→ **Problem to solve**:
Word-for-word transcription is needed for all of the entries.

→ **Stored data entries**:

____

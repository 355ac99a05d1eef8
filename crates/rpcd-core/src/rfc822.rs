//! `key: value` line blocks.
//!
//! Shell modules print their result in this format and the RFC822 wire
//! protocol uses it for whole requests. A block ends at the first blank line
//! or at the end of the text.

use rpcd_types::{Map, Value};
use thiserror::Error;

/// A line that is not `key: value`.
#[derive(Debug, Clone, PartialEq, Eq, Error)]
#[error("line {line} is not a 'key: value' pair: {text:?}")]
pub struct BlockParseError {
    /// One-based line number.
    pub line: usize,
    /// Offending text.
    pub text: String,
}

/// Parses a block into an ordered string map.
///
/// Keys and values are trimmed. A repeated key keeps its last value.
///
/// # Errors
///
/// Returns [`BlockParseError`] for the first line without a colon or with
/// an empty key.
pub fn parse_block(text: &str) -> Result<Map, BlockParseError> {
    let mut map = Map::new();
    for (index, raw) in text.lines().enumerate() {
        let line = raw.trim_end_matches('\r');
        if line.trim().is_empty() {
            break;
        }
        let parsed = line
            .split_once(':')
            .map(|(key, value)| (key.trim(), value.trim()))
            .filter(|(key, _)| !key.is_empty());
        let Some((key, value)) = parsed else {
            return Err(BlockParseError {
                line: index + 1,
                text: line.to_owned(),
            });
        };
        map.insert(key.to_owned(), Value::from(value));
    }
    Ok(map)
}

/// Renders `pairs` as a block terminated by a blank line.
///
/// Newlines inside values are folded into spaces so each pair stays on one
/// line.
#[must_use]
pub fn write_block<'a>(pairs: impl IntoIterator<Item = (&'a str, String)>) -> String {
    let mut out = String::new();
    for (key, value) in pairs {
        out.push_str(key);
        out.push_str(": ");
        out.push_str(&fold(&value));
        out.push('\n');
    }
    out.push('\n');
    out
}

fn fold(value: &str) -> String {
    value
        .lines()
        .map(str::trim_end)
        .collect::<Vec<_>>()
        .join(" ")
}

____

→ **Exercise result**:
repository 355ac99a05d1eef8
filename crates/rpcd-core/src/rfc822.rs
//! `key: value` line blocks.
//!
//! Shell modules print their result in this format and the RFC822 wire
//! protocol uses it for whole requests. A block ends at the first blank line
//! or at the end of the text.

use rpcd_types::{Map, Value};
use thiserror::Error;

/// A line that is not `key: value`.
#[derive(Debug, Clone, PartialEq, Eq, Error)]
#[error("line {line} is not a 'key: value' pair: {text:?}")]
pub struct BlockParseError {
    /// One-based line number.
    pub line: usize,
    /// Offending text.
    pub text: String,
}

/// Parses a block into an ordered string map.
///
/// Keys and values are trimmed. A repeated key keeps its last value.
///
/// # Errors
///
/// Returns [`BlockParseError`] for the first line without a colon or with
/// an empty key.
pub fn parse_block(text: &str) -> Result<Map, BlockParseError> {
    let mut map = Map::new();
    for (index, raw) in text.lines().enumerate() {
        let line = raw.trim_end_matches('\r');
        if line.trim().is_empty() {
            break;
        }
        let parsed = line
            .split_once(':')
            .map(|(key, value)| (key.trim(), value.trim()))
            .filter(|(key, _)| !key.is_empty());
        let Some((key, value)) = parsed else {
            return Err(BlockParseError {
                line: index + 1,
                text: line.to_owned(),
            });
        };
        map.insert(key.to_owned(), Value::from(value));
    }
    Ok(map)
}

/// Renders `pairs` as a block terminated by a blank line.
///
/// Newlines inside values are folded into spaces so each pair stays on one
/// line.
#[must_use]
pub fn write_block<'a>(pairs: impl IntoIterator<Item = (&'a str, String)>) -> String {
    let mut out = String::new();
    for (key, value) in pairs {
        out.push_str(key);
        out.push_str(": ");
        out.push_str(&fold(&value));
        out.push('\n');
    }
    out.push('\n');
    out
}

fn fold(value: &str) -> String {
    value
        .lines()
        .map(str::trim_end)
        .collect::<Vec<_>>()
        .join(" ")
}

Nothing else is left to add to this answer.